To do |
Reproduce the top of the data verbatim, through and including the line that contains "pub const NAME_MAX_LEN: usize = 50;".
*** Opening Given records ***
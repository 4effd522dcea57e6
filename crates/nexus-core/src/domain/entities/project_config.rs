use std::path::PathBuf;

use crate::domain::{
    error::{DomainError, FieldViolation},
    provenance::{FlagName, FlagProvenance},
    value_objects::{
        Architecture, BackendRuntime, CssTool, Database, FrontendArchitecture, FrontendFramework,
        PackageManager, ProjectType,
    },
};

/// Names that would shadow tooling or conventional folders.
pub const RESERVED_NAMES: [&str; 10] = [
    "node", "npm", "yarn", "pnpm", "package", "module", "test", "src", "dist", "build",
];

pub const NAME_MIN_LEN: usize = 3;
pub const NAME_MAX_LEN: usize = 50;
pub const DESCRIPTION_MAX_LEN: usize = 500;

pub const DEFAULT_PROJECT_NAME: &str = "my-nexus-project";
pub const DEFAULT_DESCRIPTION: &str = "Node.js project generated with Nexus CLI";
pub const DEFAULT_AUTHOR: &str = "Nexus Developer";

/// The single resolved configuration passed through one generation run.
///
/// Built once by the option resolver. The only derived copy is the one
/// [`embedded_frontend`](Self::embedded_frontend) makes for the nested
/// frontend of a fullstack project.
#[derive(Debug, Clone, PartialEq)]
pub struct ProjectConfig {
    pub project_name: String,
    pub description: String,
    pub author: String,
    pub package_manager: PackageManager,
    pub project_type: ProjectType,
    pub architecture: Architecture,
    pub backend: BackendRuntime,
    pub frontend_framework: Option<FrontendFramework>,
    pub css_tool: CssTool,
    pub database: Database,
    pub frontend_architecture: FrontendArchitecture,
    pub directory: PathBuf,
    pub flag_provenance: FlagProvenance,
    /// Set on the derived copy handed to a frontend nested in a backend root.
    pub embed_in_root: bool,
}

impl Default for ProjectConfig {
    fn default() -> Self {
        Self {
            project_name: DEFAULT_PROJECT_NAME.into(),
            description: DEFAULT_DESCRIPTION.into(),
            author: DEFAULT_AUTHOR.into(),
            package_manager: PackageManager::default(),
            project_type: ProjectType::default(),
            architecture: Architecture::default(),
            backend: BackendRuntime::default(),
            frontend_framework: None,
            css_tool: CssTool::default(),
            database: Database::default(),
            frontend_architecture: FrontendArchitecture::default(),
            directory: PathBuf::from("."),
            flag_provenance: FlagProvenance::default(),
            embed_in_root: false,
        }
    }
}

impl ProjectConfig {
    /// Check every field constraint and report all failures together.
    pub fn validate(&self) -> Result<(), DomainError> {
        let mut violations = validate_project_name(&self.project_name);

        if self.description.trim().is_empty() {
            violations.push(FieldViolation::new("description", "must not be empty"));
        }
        if self.author.trim().is_empty() {
            violations.push(FieldViolation::new("author", "must not be empty"));
        }
        if self.description.chars().count() > DESCRIPTION_MAX_LEN {
            violations.push(FieldViolation::new(
                "description",
                format!("must be at most {DESCRIPTION_MAX_LEN} characters"),
            ));
        }

        match (self.project_type.has_frontend(), self.frontend_framework) {
            (true, None) => violations.push(FieldViolation::new(
                "frontendFramework",
                format!(
                    "a {} project needs a frontend framework (react, vue or angular)",
                    self.project_type
                ),
            )),
            (false, Some(fw)) => violations.push(FieldViolation::new(
                "frontendFramework",
                format!("'{fw}' is not allowed for a backend project"),
            )),
            _ => {}
        }

        if violations.is_empty() {
            Ok(())
        } else {
            Err(DomainError::ConfigValidation { violations })
        }
    }

    /// Derived copy for the frontend nested inside a fullstack root.
    ///
    /// The frontend layout follows the backend architecture unless the caller
    /// chose one explicitly.
    pub fn embedded_frontend(&self, directory: impl Into<PathBuf>) -> Self {
        let frontend_architecture = if self
            .flag_provenance
            .is_explicit(FlagName::FrontendArchitecture)
        {
            self.frontend_architecture
        } else {
            FrontendArchitecture::from(self.architecture)
        };

        Self {
            directory: directory.into(),
            frontend_architecture,
            embed_in_root: true,
            ..self.clone()
        }
    }

    pub fn with_directory(mut self, directory: impl Into<PathBuf>) -> Self {
        self.directory = directory.into();
        self
    }
}

/// Name rules: `^[a-z0-9-]+$`, 3-50 characters, not a reserved word.
pub fn validate_project_name(name: &str) -> Vec<FieldViolation> {
    let mut violations = Vec::new();
    let len = name.chars().count();

    if !(NAME_MIN_LEN..=NAME_MAX_LEN).contains(&len) {
        violations.push(FieldViolation::new(
            "projectName",
            format!("must be between {NAME_MIN_LEN} and {NAME_MAX_LEN} characters (got {len})"),
        ));
    }
    if name.is_empty()
        || !name
            .chars()
            .all(|c| c.is_ascii_lowercase() || c.is_ascii_digit() || c == '-')
    {
        violations.push(FieldViolation::new(
            "projectName",
            "may only contain lowercase letters, digits and hyphens",
        ));
    }
    if RESERVED_NAMES.contains(&name) {
        violations.push(FieldViolation::new(
            "projectName",
            format!("'{name}' is a reserved name"),
        ));
    }

    violations
}
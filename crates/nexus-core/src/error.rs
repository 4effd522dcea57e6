//! Unified error handling for Nexus Core.
//!
//! This module provides a unified error type that wraps domain and application
//! errors, with user-actionable suggestions.

use thiserror::Error;

use crate::application::ApplicationError;
use crate::domain::DomainError;

/// Root error type for Nexus Core operations.
#[derive(Debug, Error, Clone, PartialEq)]
pub enum NexusError {
    /// Errors from the domain layer (rule violations).
    #[error(transparent)]
    Domain(#[from] DomainError),

    /// Errors from the application layer (orchestration failures).
    #[error(transparent)]
    Application(#[from] ApplicationError),

    /// Unexpected internal errors (bugs).
    #[error("Internal error: {message}. This is a bug, please report it.")]
    Internal { message: String },
}

impl NexusError {
    /// Get user-actionable suggestions for fixing this error.
    pub fn suggestions(&self) -> Vec<String> {
        match self {
            Self::Domain(e) => e.suggestions(),
            Self::Application(e) => e.suggestions(),
            Self::Internal { .. } => vec![
                "This appears to be a bug in Nexus".into(),
                "Please report this issue at: https://github.com/nexus-cli/nexus/issues".into(),
            ],
        }
    }

    /// Get error category for display/styling purposes.
    pub fn category(&self) -> ErrorCategory {
        match self {
            Self::Domain(e) => e.category(),
            Self::Application(e) => e.category(),
            Self::Internal { .. } => ErrorCategory::Internal,
        }
    }

    /// True when the error was raised before anything touched the disk.
    pub fn is_pre_write(&self) -> bool {
        matches!(self, Self::Domain(_))
    }
}

/// Error categories for UI display and exit codes.
#[derive(Debug, Clone, Copy, PartialEq, Eq)]
pub enum ErrorCategory {
    Validation,
    NotFound,
    Configuration,
    Cancelled,
    Internal,
}

/// Convenient result type alias.
pub type NexusResult<T> = Result<T, NexusError>;

/// Extension trait for adding context to foreign errors.
pub trait Context<T> {
    fn context(self, msg: impl Into<String>) -> NexusResult<T>;
}

impl<T, E> Context<T> for Result<T, E>
where
    E: std::error::Error + Send + Sync + 'static,
{
    fn context(self, msg: impl Into<String>) -> NexusResult<T> {
        self.map_err(|e| NexusError::Internal {
            message: format!("{}: {}", msg.into(), e),
        })
    }
}
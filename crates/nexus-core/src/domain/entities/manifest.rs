use std::collections::BTreeMap;

use serde::{Deserialize, Serialize};
use serde_json::{Map, Value};

use crate::domain::value_objects::Database;

/// Prefix applied to every script folded in from a nested manifest.
pub const NESTED_SCRIPT_NAMESPACE: &str = "frontend";

/// A `package.json`-equivalent dependency manifest.
///
/// Keys the generators do not model (`main`, `engines`, `keywords`, ...) are
/// kept in `extra` so a manifest survives a read/write cycle untouched.
#[derive(Debug, Clone, Default, PartialEq, Serialize, Deserialize)]
#[serde(rename_all = "camelCase")]
pub struct Manifest {
    #[serde(default, skip_serializing_if = "String::is_empty")]
    pub name: String,
    #[serde(default, skip_serializing_if = "String::is_empty")]
    pub version: String,
    #[serde(flatten)]
    pub extra: Map<String, Value>,
    #[serde(default, skip_serializing_if = "BTreeMap::is_empty")]
    pub scripts: BTreeMap<String, String>,
    #[serde(default, skip_serializing_if = "BTreeMap::is_empty")]
    pub dependencies: BTreeMap<String, String>,
    #[serde(default, skip_serializing_if = "BTreeMap::is_empty")]
    pub dev_dependencies: BTreeMap<String, String>,
}

impl Manifest {
    pub fn new(name: impl Into<String>, version: impl Into<String>) -> Self {
        Self {
            name: name.into(),
            version: version.into(),
            ..Self::default()
        }
    }

    pub fn with_field(mut self, key: impl Into<String>, value: impl Into<Value>) -> Self {
        self.extra.insert(key.into(), value.into());
        self
    }

    pub fn with_script(mut self, name: impl Into<String>, command: impl Into<String>) -> Self {
        self.scripts.insert(name.into(), command.into());
        self
    }

    pub fn with_dependency(mut self, name: impl Into<String>, version: impl Into<String>) -> Self {
        self.dependencies.insert(name.into(), version.into());
        self
    }

    pub fn with_dev_dependency(
        mut self,
        name: impl Into<String>,
        version: impl Into<String>,
    ) -> Self {
        self.dev_dependencies.insert(name.into(), version.into());
        self
    }

    /// Add the driver package for `database`; no-op for `none`.
    pub fn inject_database_driver(&mut self, database: Database) -> bool {
        match database.driver() {
            Some((package, version)) => {
                self.dependencies.insert(package.into(), version.into());
                true
            }
            None => false,
        }
    }

    /// Two-space indented JSON with a trailing newline, as npm writes it.
    pub fn to_json_pretty(&self) -> Result<String, serde_json::Error> {
        serde_json::to_string_pretty(self).map(|mut s| {
            s.push('\n');
            s
        })
    }

    pub fn from_json(raw: &str) -> Result<Self, serde_json::Error> {
        serde_json::from_str(raw)
    }
}

// ============================================================================
// Merging
// ============================================================================

/// Which map a collision happened in.
#[derive(Debug, Clone, Copy, PartialEq, Eq)]
pub enum ManifestSection {
    Dependencies,
    DevDependencies,
    Scripts,
}

impl ManifestSection {
    pub const fn as_str(&self) -> &'static str {
        match self {
            Self::Dependencies => "dependencies",
            Self::DevDependencies => "devDependencies",
            Self::Scripts => "scripts",
        }
    }
}

/// A key present in both manifests with different values.
#[derive(Debug, Clone, PartialEq, Eq)]
pub struct Collision {
    pub section: ManifestSection,
    pub key: String,
    pub root_value: String,
    pub nested_value: String,
}

/// Merged manifest plus every collision that was resolved in favour of the
/// nested manifest.
#[derive(Debug, Clone, PartialEq)]
pub struct MergeReport {
    pub manifest: Manifest,
    pub collisions: Vec<Collision>,
}

/// Fold a nested (frontend) manifest into a root manifest.
///
/// Dependencies merge key-wise and the nested value wins. Nested scripts are
/// renamed to `frontend:<name>`, so the root's own scripts are never
/// replaced. Root identity fields (`name`, `version`, `extra`) are kept.
pub fn merge(root: Manifest, nested: &Manifest) -> MergeReport {
    let mut manifest = root;
    let mut collisions = Vec::new();

    merge_map(
        &mut manifest.dependencies,
        nested.dependencies.iter().map(|(k, v)| (k.clone(), v)),
        ManifestSection::Dependencies,
        &mut collisions,
    );
    merge_map(
        &mut manifest.dev_dependencies,
        nested.dev_dependencies.iter().map(|(k, v)| (k.clone(), v)),
        ManifestSection::DevDependencies,
        &mut collisions,
    );
    merge_map(
        &mut manifest.scripts,
        nested
            .scripts
            .iter()
            .map(|(k, v)| (format!("{NESTED_SCRIPT_NAMESPACE}:{k}"), v)),
        ManifestSection::Scripts,
        &mut collisions,
    );

    MergeReport {
        manifest,
        collisions,
    }
}

fn merge_map<'a>(
    target: &mut BTreeMap<String, String>,
    incoming: impl Iterator<Item = (String, &'a String)>,
    section: ManifestSection,
    collisions: &mut Vec<Collision>,
) {
    for (key, value) in incoming {
        let Some(previous) = target.insert(key.clone(), value.clone()) else {
            continue;
        };
        if previous != *value {
            collisions.push(Collision {
                section,
                key,
                root_value: previous,
                nested_value: value.clone(),
            });
        }
    }
}

#[cfg(test)]
mod tests {
    use super::*;

    #[test]
    fn merge_unions_dependencies_and_namespaces_scripts() {
        let root = Manifest::default()
            .with_dependency("a", "1")
            .with_script("dev", "x");
        let nested = Manifest::default()
            .with_dependency("b", "2")
            .with_script("dev", "y");

        let report = merge(root, &nested);

        let deps: Vec<_> = report.manifest.dependencies.iter().collect();
        assert_eq!(
            deps,
            vec![(&"a".to_string(), &"1".to_string()), (&"b".to_string(), &"2".to_string())]
        );
        assert_eq!(report.manifest.scripts.get("dev").map(String::as_str), Some("x"));
        assert_eq!(
            report.manifest.scripts.get("frontend:dev").map(String::as_str),
            Some("y")
        );
        assert!(report.collisions.is_empty());
    }

    #[test]
    fn nested_wins_on_dependency_collision_and_is_reported() {
        let root = Manifest::default().with_dev_dependency("vite", "^4.0.0");
        let nested = Manifest::default().with_dev_dependency("vite", "^5.0.0");

        let report = merge(root, &nested);

        assert_eq!(report.manifest.dev_dependencies["vite"], "^5.0.0");
        assert_eq!(report.collisions.len(), 1);
        assert_eq!(report.collisions[0].section, ManifestSection::DevDependencies);
        assert_eq!(report.collisions[0].root_value, "^4.0.0");
    }

    #[test]
    fn identical_values_are_not_collisions() {
        let root = Manifest::default().with_dependency("dotenv", "^16.3.1");
        let nested = Manifest::default().with_dependency("dotenv", "^16.3.1");
        assert!(merge(root, &nested).collisions.is_empty());
    }

    #[test]
    fn root_identity_is_preserved() {
        let root = Manifest::new("shop", "1.0.0").with_field("main", "src/server.js");
        let nested = Manifest::new("shop-frontend", "0.0.0").with_field("type", "module");

        let merged = merge(root, &nested).manifest;
        assert_eq!(merged.name, "shop");
        assert_eq!(merged.extra.get("main"), Some(&Value::from("src/server.js")));
        assert!(!merged.extra.contains_key("type"));
    }

    #[test]
    fn database_driver_injection() {
        let mut m = Manifest::default();
        assert!(m.inject_database_driver(Database::Postgres));
        assert_eq!(m.dependencies["pg"], "^8.11.0");

        let mut m = Manifest::default();
        assert!(!m.inject_database_driver(Database::None));
        assert!(m.dependencies.is_empty());
    }

    #[test]
    fn serializes_camel_case_and_reads_back() {
        let m = Manifest::new("shop", "1.0.0")
            .with_field("main", "src/server.js")
            .with_dev_dependency("jest", "^29.7.0");

        let json = m.to_json_pretty().unwrap();
        assert!(json.contains("\"devDependencies\""));
        assert!(json.ends_with('\n'));
        assert!(!json.contains("\"scripts\""));

        assert_eq!(Manifest::from_json(&json).unwrap(), m);
    }
}
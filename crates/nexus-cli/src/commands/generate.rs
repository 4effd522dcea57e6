//! The default action: generate a project.
//!
//! Responsibility: turn flags (plus config defaults) into `RawOptions` with
//! provenance, wire the adapters into a `ScaffoldService`, and display the
//! report. No business logic lives here.

use std::io::{self, IsTerminal};
use std::path::PathBuf;
use std::sync::Arc;

use serde_json::json;
use tracing::{debug, info, instrument};

use nexus_adapters::{LocalFilesystem, ProcessInstaller, builtin_frontends, builtin_registry};
use nexus_core::{
    application::ports::{NoProgress, ProgressReporter},
    domain::FlagName,
    prelude::*,
};

use crate::{
    cli::{ExplicitFlags, GenerateArgs, GlobalArgs, OutputFormat},
    config::AppConfig,
    error::CliResult,
    output::OutputManager,
    progress::SpinnerReporter,
    prompt::terminal_prompter,
};

/// Execute a generation run.
///
/// 1. Build `RawOptions` (explicit flag > config default > absent)
/// 2. Pick direct or interactive mode from the explicit flags
/// 3. Attach a prompter when interactive and a terminal is available
/// 4. Scaffold, then print the summary
#[instrument(skip_all, fields(directory = %args.directory.display()))]
pub fn execute(
    args: GenerateArgs,
    explicit: &ExplicitFlags,
    global: &GlobalArgs,
    config: &AppConfig,
    output: &OutputManager,
) -> CliResult<()> {
    let options = raw_options(&args, explicit, config);
    let mode = ResolutionMode::select(&options);
    debug!(?mode, "Resolution mode selected");

    let mut service = ScaffoldService::new(
        Box::new(LocalFilesystem::new()),
        Arc::new(builtin_registry()),
        Arc::new(builtin_frontends()),
        Box::new(ProcessInstaller::new()),
    )
    .with_progress(progress_reporter(output));

    // Without a terminal the core reports that interactive input is missing.
    if mode == ResolutionMode::Interactive && io::stdin().is_terminal() {
        output.banner()?;
        service = service.with_prompter(terminal_prompter()?);
    }

    let request = ScaffoldRequest {
        options,
        auto_confirm: args.yes,
        force: args.force,
        install: !args.no_install,
        verbose_install: global.verbose > 0,
    };

    let report = service.scaffold(request)?;
    info!(
        run_id = %report.run_id,
        project = %report.config.project_name,
        "Project generated"
    );

    if output.format() == OutputFormat::Json {
        output.json(&report_json(&report))?;
    } else {
        print_summary(&report, output)?;
    }
    Ok(())
}

// ── Option assembly ───────────────────────────────────────────────────────────

fn flag(
    explicit: &ExplicitFlags,
    name: FlagName,
    value: Option<String>,
    fallback: Option<&String>,
) -> Flag<String> {
    match value {
        Some(v) if explicit.contains(name) => Flag::explicit(v),
        Some(v) => Flag::defaulted(v),
        None => fallback.map_or_else(Flag::absent, |v| Flag::defaulted(v.clone())),
    }
}

/// Config-file values only ever become defaults.
fn raw_options(args: &GenerateArgs, explicit: &ExplicitFlags, config: &AppConfig) -> RawOptions {
    let defaults = &config.defaults;
    let a = args.clone();

    RawOptions {
        model: flag(explicit, FlagName::Model, a.model, None),
        project_type: flag(explicit, FlagName::Type, a.project_type, None),
        frontend: flag(explicit, FlagName::Frontend, a.frontend, None),
        css: flag(explicit, FlagName::Css, a.css, None),
        frontend_architecture: flag(
            explicit,
            FlagName::FrontendArchitecture,
            a.frontend_architecture,
            None,
        ),
        backend: flag(explicit, FlagName::Backend, a.backend, None),
        database: flag(explicit, FlagName::Database, a.database, None),
        name: flag(explicit, FlagName::Name, a.name, defaults.project_name.as_ref()),
        description: flag(
            explicit,
            FlagName::Description,
            a.description,
            defaults.description.as_ref(),
        ),
        author: flag(explicit, FlagName::Author, a.author, defaults.author.as_ref()),
        package_manager: flag(
            explicit,
            FlagName::PackageManager,
            a.package_manager,
            defaults.package_manager.as_ref(),
        ),
        directory: if explicit.contains(FlagName::Directory) {
            Flag::explicit(a.directory)
        } else {
            Flag::defaulted(PathBuf::from("."))
        },
    }
}

fn progress_reporter(output: &OutputManager) -> Box<dyn ProgressReporter> {
    if output.is_quiet() || !io::stderr().is_terminal() {
        Box::new(NoProgress)
    } else {
        Box::new(SpinnerReporter)
    }
}

// ── Rendering ─────────────────────────────────────────────────────────────────

fn print_summary(report: &ScaffoldReport, output: &OutputManager) -> CliResult<()> {
    let config = &report.config;

    output.success(&format!(
        "Created {} project '{}' in {}",
        config.project_type,
        config.project_name,
        config.directory.display()
    ))?;
    output.print("")?;
    output.header("Summary")?;

    match config.project_type {
        ProjectType::Backend => {
            output.print(&format!("  Architecture:  {}", config.architecture))?;
            output.print(&format!("  Runtime:       {}", config.backend))?;
            output.print(&format!("  Database:      {}", config.database))?;
        }
        ProjectType::Frontend => {
            print_frontend(config, output)?;
        }
        ProjectType::Fullstack => {
            output.print(&format!("  Architecture:  {}", config.architecture))?;
            output.print(&format!("  Database:      {}", config.database))?;
            print_frontend(config, output)?;
            if let Some(nested) = &report.nested_manifest {
                output.print(&format!("  Frontend app:  {}", nested.display()))?;
            }
        }
    }
    output.print(&format!("  Package mgr:   {}", config.package_manager))?;

    for c in &report.collisions {
        output.warning(&format!(
            "{} '{}': kept frontend value {} over {}",
            c.section.as_str(),
            c.key,
            c.nested_value,
            c.root_value
        ))?;
    }

    let manager = config.package_manager;
    match &report.install {
        InstallOutcome::Installed => output.success("Dependencies installed")?,
        InstallOutcome::Skipped => {
            output.info(&format!("Skipped install; run `{}` later", manager.install_command()))?;
        }
        InstallOutcome::Failed {
            error,
            manual_command,
        } => {
            output.warning(&format!("{error}"))?;
            output.warning(&format!("Install manually with: {manual_command}"))?;
        }
    }

    output.print("")?;
    output.print("Next steps:")?;
    output.print(&format!("  cd {}", config.directory.display()))?;
    output.print(&format!("  {manager} run dev"))?;
    Ok(())
}

fn print_frontend(config: &ProjectConfig, output: &OutputManager) -> CliResult<()> {
    let framework = config
        .frontend_framework
        .map_or_else(|| "none".to_string(), |f| f.to_string());
    output.print(&format!("  Frontend:      {framework}"))?;
    output.print(&format!("  CSS:           {}", config.css_tool))?;
    output.print(&format!("  Layout:        {}", config.frontend_architecture))?;
    Ok(())
}

fn report_json(report: &ScaffoldReport) -> serde_json::Value {
    let config = &report.config;
    let (install, manual) = match &report.install {
        InstallOutcome::Skipped => ("skipped", None),
        InstallOutcome::Installed => ("installed", None),
        InstallOutcome::Failed { manual_command, .. } => ("failed", Some(manual_command.clone())),
    };

    json!({
        "runId": report.run_id.to_string(),
        "mode": if report.mode.is_direct() { "direct" } else { "interactive" },
        "projectName": config.project_name,
        "projectType": config.project_type,
        "architecture": config.architecture.to_string(),
        "frontend": config.frontend_framework,
        "css": config.css_tool,
        "database": config.database,
        "packageManager": config.package_manager,
        "directory": config.directory,
        "nestedManifest": report.nested_manifest,
        "collisions": report.collisions.iter().map(|c| json!({
            "section": c.section.as_str(),
            "key": c.key,
            "root": c.root_value,
            "nested": c.nested_value,
        })).collect::<Vec<_>>(),
        "install": install,
        "manualInstall": manual,
    })
}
*** Closing Given records ***
Answer to the problem |
repository 4effd522dcea57e6
filename crates/nexus-core/src/domain/entities/project_config.rs
use std::path::PathBuf;

use crate::domain::{
    error::{DomainError, FieldViolation},
    provenance::{FlagName, FlagProvenance},
    value_objects::{
        Architecture, BackendRuntime, CssTool, Database, FrontendArchitecture, FrontendFramework,
        PackageManager, ProjectType,
    },
};

/// Names that would shadow tooling or conventional folders.
pub const RESERVED_NAMES: [&str; 10] = [
    "node", "npm", "yarn", "pnpm", "package", "module", "test", "src", "dist", "build",
];

pub const NAME_MIN_LEN: usize = 3;
pub const NAME_MAX_LEN: usize = 50;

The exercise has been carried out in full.